Nella mia attività istituzionale europea ho sempre ritenuto centrale il tema Mezzogiorno, nel senso della convergenza possibile e necessaria tra le diverse aree del nostro Paese, convinto come sono che non esista crescita e sviluppo in Italia, e non esista crescita e sviluppo in Europa, se il sud non recupera il gap economico, sociale e infrastrutturale rispetto alle aree più prospere del continente.

È la prima volta tuttavia che mi trovo a commentare le analisi di Svimez e la complessità della sfida meridionalistica da un osservatorio italiano, per giunta di maggioranza parlamentare.
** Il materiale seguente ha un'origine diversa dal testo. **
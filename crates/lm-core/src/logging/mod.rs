//! Structured logging for lm-core.
//!
//! Provides dual-mode logging:
//! - Human-readable console output for interactive use
//! - Machine-parseable JSONL for automation
//!
//! stdout is reserved for the operation result; logs go to stderr or to
//! the file given by `--log-file`.

pub mod config;
pub mod events;
pub mod layer;

pub use config::{LogConfig, LogFormat, LogLevel};
pub use events::{event_names, Level, Stage};
pub use layer::JsonlLayer;

use std::fs::OpenOptions;
use std::io::IsTerminal;
use std::sync::Mutex;
use tracing_subscriber::layer::SubscriberExt;
use tracing_subscriber::util::SubscriberInitExt;
use tracing_subscriber::{fmt, EnvFilter};

/// Initialize the logging subsystem.
///
/// Call once at startup. Respects LM_LOG, RUST_LOG, and LM_LOG_FORMAT via
/// [`LogConfig::from_env`]. Fails only when the log file cannot be opened.
pub fn init_logging(config: &LogConfig) -> std::io::Result<()> {
    // Env levels are already folded into `config.level`, after CLI flags.
    let filter = EnvFilter::new(config.level.to_string());

    let file = match &config.file {
        Some(path) => {
            if let Some(parent) = path.parent().filter(|p| !p.as_os_str().is_empty()) {
                std::fs::create_dir_all(parent)?;
            }
            Some(OpenOptions::new().create(true).append(true).open(path)?)
        }
        None => None,
    };

    // A second init (e.g. in tests) keeps the first subscriber.
    let _ = match (config.format, file) {
        (LogFormat::Human, None) => {
            let use_ansi = std::io::stderr().is_terminal();
            let fmt_layer = fmt::layer()
                .with_writer(std::io::stderr)
                .with_target(false)
                .with_ansi(use_ansi);
            if config.timestamps {
                tracing_subscriber::registry()
                    .with(filter)
                    .with(fmt_layer)
                    .try_init()
            } else {
                tracing_subscriber::registry()
                    .with(filter)
                    .with(fmt_layer.without_time())
                    .try_init()
            }
        }
        (LogFormat::Human, Some(file)) => {
            let fmt_layer = fmt::layer()
                .with_writer(Mutex::new(file))
                .with_target(false)
                .with_ansi(false);
            tracing_subscriber::registry()
                .with(filter)
                .with(fmt_layer)
                .try_init()
        }
        (LogFormat::Jsonl, None) => tracing_subscriber::registry()
            .with(filter)
            .with(JsonlLayer::stderr())
            .try_init(),
        (LogFormat::Jsonl, Some(file)) => tracing_subscriber::registry()
            .with(filter)
            .with(JsonlLayer::new(file))
            .try_init(),
    };

    Ok(())
}

/// Generate a unique run ID for this invocation.
pub fn generate_run_id() -> String {
    let uuid = uuid::Uuid::new_v4().simple().to_string();
    format!("run-{}", &uuid[..12])
}

#[cfg(test)]
mod tests {
    use super::*;

    #[test]
    fn test_run_id_shape() {
        let id = generate_run_id();
        assert!(id.starts_with("run-"));
        assert_eq!(id.len(), 16);
        assert!(id[4..].chars().all(|c| c.is_ascii_hexdigit()));
        assert_ne!(id, generate_run_id());
    }
}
È questa una diversa prospettiva che mi impegna a responsabilizzare il governo di cui ho votato la fiducia a una programmazione e a un’azione concreta e urgente, perchè il tempo sta per scadere difronte ai ritardi e alle afasie colpevoli degli ultimi lustri e dinanzi a drammi contingenti come la possibile chiusura dell’Ilva a Taranto.
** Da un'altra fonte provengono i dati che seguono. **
//! Artifact discovery and version selection.
//!
//! Installers follow `<version>-<productTag>-<platformTag>.<ext>`. The text
//! before the first hyphen is the version token. Resolution is read-only: it
//! lists a directory and never moves or deletes anything.

use crate::host::{DirEntry, HostOps};
use crate::logging::events::event_names;
use lm_common::{Artifact, Error, OsKey, Version};
use serde::Serialize;
use std::path::{Path, PathBuf};
use thiserror::Error as ThisError;
use tracing::{debug, info, warn};

/// Why no artifact was chosen.
#[derive(Debug, Clone, PartialEq, Eq, ThisError)]
pub enum ArtifactError {
    #[error("artifact directory does not exist: {}", .0.display())]
    DirectoryMissing(PathBuf),

    #[error("no files with extension '{extension}' found in {}", .dir.display())]
    NoCandidates { dir: PathBuf, extension: String },

    #[error("no installer found for version '{0}'")]
    VersionNotFound(String),

    #[error("no installer format is known for platform '{0}'")]
    UnsupportedPlatform(String),
}

impl ArtifactError {
    /// The directory exists but holds nothing usable. Upgrade treats this as
    /// "nothing to upgrade to".
    pub fn is_no_candidate(&self) -> bool {
        matches!(
            self,
            ArtifactError::NoCandidates { .. } | ArtifactError::VersionNotFound(_)
        )
    }
}

impl From<ArtifactError> for Error {
    fn from(err: ArtifactError) -> Self {
        match err {
            ArtifactError::DirectoryMissing(dir) => Error::ArtifactDirectoryMissing(dir),
            ArtifactError::NoCandidates { dir, extension } => {
                Error::NoArtifactCandidates { dir, extension }
            }
            ArtifactError::VersionNotFound(v) => Error::ArtifactVersionNotFound(v),
            ArtifactError::UnsupportedPlatform(p) => Error::UnsupportedPlatform(p),
        }
    }
}

/// Which branch picked the artifact.
#[derive(Debug, Clone, Copy, PartialEq, Eq, Serialize)]
#[serde(rename_all = "snake_case")]
pub enum Selection {
    /// Filename starts with the requested `<version>-`.
    ExactVersion,
    /// Highest parseable version token.
    NewestVersion,
    /// No token parsed; lexicographically last filename.
    LexicalFallback,
    /// Highest version not above a ceiling.
    AtMost,
}

/// The chosen artifact plus what else matched.
#[derive(Debug, Clone, Serialize)]
pub struct Resolution {
    pub artifact: Artifact,
    /// Other files that matched an exact version request.
    pub alternates: Vec<PathBuf>,
    pub selection: Selection,
}

/// Version token of an artifact file name.
///
/// `8.1.20-server-linux.bin` gives `8.1.20`; a name without a hyphen gives
/// its stem.
pub fn version_token(file_name: &str) -> &str {
    match file_name.split_once('-') {
        Some((token, _)) => token,
        None => file_name
            .rsplit_once('.')
            .map_or(file_name, |(stem, _)| stem),
    }
}

pub struct ArtifactResolver<'h> {
    host: &'h dyn HostOps,
    case_insensitive: bool,
}

impl<'h> ArtifactResolver<'h> {
    pub fn new(host: &'h dyn HostOps) -> Self {
        ArtifactResolver {
            host,
            case_insensitive: true,
        }
    }

    pub fn case_insensitive(mut self, yes: bool) -> Self {
        self.case_insensitive = yes;
        self
    }

    /// Installer files for `os_key` in `base_dir`, sorted by name.
    pub fn candidates(&self, os_key: &OsKey, base_dir: &Path) -> Result<Vec<DirEntry>, ArtifactError> {
        if !self.host.is_dir(base_dir) {
            return Err(ArtifactError::DirectoryMissing(base_dir.to_path_buf()));
        }
        let extension = os_key
            .installer_extension()
            .ok_or_else(|| ArtifactError::UnsupportedPlatform(os_key.to_string()))?;

        let entries = self
            .host
            .list_dir(base_dir)
            .map_err(|_| ArtifactError::DirectoryMissing(base_dir.to_path_buf()))?;

        let mut matched: Vec<DirEntry> = entries
            .into_iter()
            .filter(|e| e.is_file && self.has_extension(&e.name, extension))
            .collect();
        matched.sort_by(|a, b| a.name.cmp(&b.name));

        debug!(
            dir = %base_dir.display(),
            extension,
            count = matched.len(),
            "listed artifact candidates"
        );
        if matched.is_empty() {
            return Err(ArtifactError::NoCandidates {
                dir: base_dir.to_path_buf(),
                extension: extension.to_string(),
            });
        }
        Ok(matched)
    }

    fn has_extension(&self, name: &str, extension: &str) -> bool {
        if self.case_insensitive {
            name.to_ascii_lowercase()
                .ends_with(&extension.to_ascii_lowercase())
        } else {
            name.ends_with(extension)
        }
    }

    /// Pick the installer for `version`, or the newest one when `None`.
    pub fn find_best(
        &self,
        os_key: &OsKey,
        base_dir: &Path,
        version: Option<&str>,
    ) -> Result<Resolution, ArtifactError> {
        let candidates = self.candidates(os_key, base_dir)?;
        let resolution = match version.map(str::trim).filter(|v| !v.is_empty()) {
            Some(wanted) => select_exact(os_key, candidates, wanted)?,
            None => select_newest(os_key, candidates, base_dir),
        };
        info!(
            target: event_names::ARTIFACT_RESOLVED,
            artifact = %resolution.artifact.path.display(),
            version = %resolution.artifact.version_label,
            selection = ?resolution.selection,
            alternates = resolution.alternates.len(),
            "resolved artifact {}",
            resolution.artifact.file_name()
        );
        Ok(resolution)
    }

    /// Newest installer whose version is at or below `ceiling`.
    pub fn find_at_most(
        &self,
        os_key: &OsKey,
        base_dir: &Path,
        ceiling: &Version,
    ) -> Result<Resolution, ArtifactError> {
        let candidates = self.candidates(os_key, base_dir)?;
        let best = parsed(&candidates)
            .filter(|(_, v)| v <= ceiling)
            .fold(None, keep_highest);
        match best {
            Some((entry, _)) => Ok(Resolution {
                artifact: to_artifact(os_key, entry),
                alternates: Vec::new(),
                selection: Selection::AtMost,
            }),
            None => Err(ArtifactError::VersionNotFound(ceiling.to_string())),
        }
    }
}

fn to_artifact(os_key: &OsKey, entry: &DirEntry) -> Artifact {
    artifact_at(os_key, &entry.path)
}

/// Describe an installer file that was found some other way (for example in
/// a backup set).
pub fn artifact_at(os_key: &OsKey, path: &Path) -> Artifact {
    let name = path
        .file_name()
        .map(|n| n.to_string_lossy().into_owned())
        .unwrap_or_default();
    let label = version_token(&name).to_string();
    Artifact {
        path: path.to_path_buf(),
        os_key: os_key.clone(),
        version: Version::parse(&label).ok(),
        version_label: label,
    }
}

fn parsed<'a>(candidates: &'a [DirEntry]) -> impl Iterator<Item = (&'a DirEntry, Version)> + 'a {
    candidates
        .iter()
        .filter_map(|e| Version::parse(version_token(&e.name)).ok().map(|v| (e, v)))
}

/// Fold step keeping the highest version. Candidates arrive sorted by name,
/// so on a tie the lexicographically first one stays.
fn keep_highest<'a>(
    best: Option<(&'a DirEntry, Version)>,
    next: (&'a DirEntry, Version),
) -> Option<(&'a DirEntry, Version)> {
    match best {
        Some(b) if b.1 >= next.1 => Some(b),
        _ => Some(next),
    }
}

fn select_exact(
    os_key: &OsKey,
    candidates: Vec<DirEntry>,
    wanted: &str,
) -> Result<Resolution, ArtifactError> {
    let prefix = format!("{}-", wanted);
    let mut matching = candidates
        .into_iter()
        .filter(|e| e.name.starts_with(&prefix));
    let first = matching
        .next()
        .ok_or_else(|| ArtifactError::VersionNotFound(wanted.to_string()))?;
    let alternates: Vec<PathBuf> = matching.map(|e| e.path).collect();
    if !alternates.is_empty() {
        debug!(
            chosen = %first.name,
            alternates = alternates.len(),
            "several installers match the requested version"
        );
    }
    Ok(Resolution {
        artifact: to_artifact(os_key, &first),
        alternates,
        selection: Selection::ExactVersion,
    })
}

fn select_newest(os_key: &OsKey, candidates: Vec<DirEntry>, base_dir: &Path) -> Resolution {
    if let Some((entry, _)) = parsed(&candidates).fold(None, keep_highest) {
        return Resolution {
            artifact: to_artifact(os_key, entry),
            alternates: Vec::new(),
            selection: Selection::NewestVersion,
        };
    }

    // `candidates` is non-empty and sorted.
    let last = &candidates[candidates.len() - 1];
    warn!(
        target: event_names::ARTIFACT_FALLBACK,
        dir = %base_dir.display(),
        chosen = %last.name,
        "no parseable version in any installer name, using lexicographically last"
    );
    Resolution {
        artifact: to_artifact(os_key, last),
        alternates: Vec::new(),
        selection: Selection::LexicalFallback,
    }
}

#[cfg(test)]
mod tests {
    use super::*;
    use crate::host::FakeHost;

    fn host_with(files: &[&str]) -> FakeHost {
        let host = FakeHost::linux();
        host.add_dir("/art");
        for f in files {
            host.add_file(format!("/art/{}", f), b"");
        }
        host
    }

    #[test]
    fn test_version_token() {
        assert_eq!(version_token("8.1.20-server-linux.bin"), "8.1.20");
        assert_eq!(version_token("8.1.20.bin"), "8.1.20");
        assert_eq!(version_token("latest-linux.bin"), "latest");
        assert_eq!(version_token("noext"), "noext");
    }

    #[test]
    fn test_newest_wins_regardless_of_listing_order() {
        let host = host_with(&["1.0.0-X-linux.bin", "1.2.0-X-linux.bin", "1.1.5-X-linux.bin"]);
        let r = ArtifactResolver::new(&host)
            .find_best(&OsKey::Linux, Path::new("/art"), None)
            .unwrap();
        assert_eq!(r.artifact.file_name(), "1.2.0-X-linux.bin");
        assert_eq!(r.selection, Selection::NewestVersion);
        assert_eq!(r.artifact.version_label, "1.2.0");
    }

    #[test]
    fn test_exact_version() {
        let host = host_with(&["1.0.0-X-linux.bin", "1.2.0-X-linux.bin", "1.1.5-X-linux.bin"]);
        let r = ArtifactResolver::new(&host)
            .find_best(&OsKey::Linux, Path::new("/art"), Some("1.1.5"))
            .unwrap();
        assert_eq!(r.artifact.file_name(), "1.1.5-X-linux.bin");
        assert_eq!(r.selection, Selection::ExactVersion);
    }

    #[test]
    fn test_exact_version_prefix_needs_hyphen() {
        let host = host_with(&["1.1.50-X-linux.bin"]);
        let err = ArtifactResolver::new(&host)
            .find_best(&OsKey::Linux, Path::new("/art"), Some("1.1.5"))
            .unwrap_err();
        assert_eq!(err, ArtifactError::VersionNotFound("1.1.5".into()));
        assert!(err.is_no_candidate());
    }

    #[test]
    fn test_exact_multiple_records_alternates() {
        let host = host_with(&["2.0-b-linux.bin", "2.0-a-linux.bin"]);
        let r = ArtifactResolver::new(&host)
            .find_best(&OsKey::Linux, Path::new("/art"), Some("2.0"))
            .unwrap();
        assert_eq!(r.artifact.file_name(), "2.0-a-linux.bin");
        assert_eq!(r.alternates, vec![PathBuf::from("/art/2.0-b-linux.bin")]);
    }

    #[test]
    fn test_numeric_not_lexical_ordering() {
        let host = host_with(&["1.9.0-X-linux.bin", "1.10.0-X-linux.bin"]);
        let r = ArtifactResolver::new(&host)
            .find_best(&OsKey::Linux, Path::new("/art"), None)
            .unwrap();
        assert_eq!(r.artifact.version_label, "1.10.0");
    }

    #[test]
    fn test_unparseable_falls_back_to_lexical_last() {
        let host = host_with(&["alpha-X-linux.bin", "beta-X-linux.bin"]);
        let r = ArtifactResolver::new(&host)
            .find_best(&OsKey::Linux, Path::new("/art"), None)
            .unwrap();
        assert_eq!(r.artifact.file_name(), "beta-X-linux.bin");
        assert_eq!(r.selection, Selection::LexicalFallback);
        assert_eq!(r.artifact.version, None);
    }

    #[test]
    fn test_parseable_beats_unparseable() {
        let host = host_with(&["1.0-X-linux.bin", "zeta-X-linux.bin"]);
        let r = ArtifactResolver::new(&host)
            .find_best(&OsKey::Linux, Path::new("/art"), None)
            .unwrap();
        assert_eq!(r.artifact.file_name(), "1.0-X-linux.bin");
    }

    #[test]
    fn test_extension_filtering_and_case() {
        let host = host_with(&["1.0-X-linux.BIN", "2.0-X-win.exe", "3.0-notes.txt"]);
        host.add_dir("/art/4.0-dir.bin");
        let resolver = ArtifactResolver::new(&host);
        let r = resolver
            .find_best(&OsKey::Linux, Path::new("/art"), None)
            .unwrap();
        assert_eq!(r.artifact.file_name(), "1.0-X-linux.BIN");

        let strict = ArtifactResolver::new(&host).case_insensitive(false);
        let err = strict
            .find_best(&OsKey::Linux, Path::new("/art"), None)
            .unwrap_err();
        assert!(matches!(err, ArtifactError::NoCandidates { .. }));

        let win = resolver
            .find_best(&OsKey::Windows, Path::new("/art"), None)
            .unwrap();
        assert_eq!(win.artifact.file_name(), "2.0-X-win.exe");
    }

    #[test]
    fn test_missing_dir_distinct_from_empty() {
        let host = host_with(&[]);
        let resolver = ArtifactResolver::new(&host);
        let missing = resolver
            .find_best(&OsKey::Linux, Path::new("/nope"), None)
            .unwrap_err();
        assert!(matches!(missing, ArtifactError::DirectoryMissing(_)));
        assert!(!missing.is_no_candidate());

        let empty = resolver
            .find_best(&OsKey::Linux, Path::new("/art"), None)
            .unwrap_err();
        assert!(empty.is_no_candidate());
    }

    #[test]
    fn test_unknown_platform() {
        let host = host_with(&["1.0-X-linux.bin"]);
        let err = ArtifactResolver::new(&host)
            .find_best(&OsKey::Unknown, Path::new("/art"), None)
            .unwrap_err();
        assert_eq!(err, ArtifactError::UnsupportedPlatform("unknown".into()));
        assert_eq!(Error::from(err).code(), 70);
    }

    #[test]
    fn test_find_at_most() {
        let host = host_with(&["8.1.18-X-linux.bin", "8.1.20-X-linux.bin", "8.1.22-X-linux.bin"]);
        let resolver = ArtifactResolver::new(&host);
        let ceiling = Version::parse("8.1.21").unwrap();
        let r = resolver
            .find_at_most(&OsKey::Linux, Path::new("/art"), &ceiling)
            .unwrap();
        assert_eq!(r.artifact.version_label, "8.1.20");
        assert_eq!(r.selection, Selection::AtMost);

        let too_low = Version::parse("7").unwrap();
        assert!(resolver
            .find_at_most(&OsKey::Linux, Path::new("/art"), &too_low)
            .is_err());
    }

    #[test]
    fn test_resolution_never_mutates() {
        let host = host_with(&["1.0-X-linux.bin"]);
        ArtifactResolver::new(&host)
            .find_best(&OsKey::Linux, Path::new("/art"), None)
            .unwrap();
        assert!(host.mutations().is_empty());
        assert!(host.commands().is_empty());
    }
}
Prima di ogni analisi, dico su quest’ultimo punto come la penso.

È scellerata ogni idea di dismissione del più importante stabilimento siderurugico d’Europa e del più importante stabilimento italiano per numero di addetti.
Completare gli interventi previsti per l’Aia e garantire agli attuali gestori le esimenti penali per tutta la fase di completamento del piano ambientale è un imperativo senza se e senza ma.

E ciò va salvaguardato anche di fronte alla possibilità di nuove cordate se la Mittal dovesse confermare la sua indisponibilità.

Ogni azione contro l’Ilva di Taranto è un’azione contro il Mezzogiorno e i cantori della decrescita felice finiranno per cantare la miseria, il degrado e il sottosviluppo se ne fosse decretata la chiusura.

Altra cosa è imporre come elementi indefettibili la serietà e la celerità delle bonifiche e la compatibilità ambientale dell’industria pugliese, senza pensare di mettere in antitesi insanabile produzione, operai e tutela dell’ambiente.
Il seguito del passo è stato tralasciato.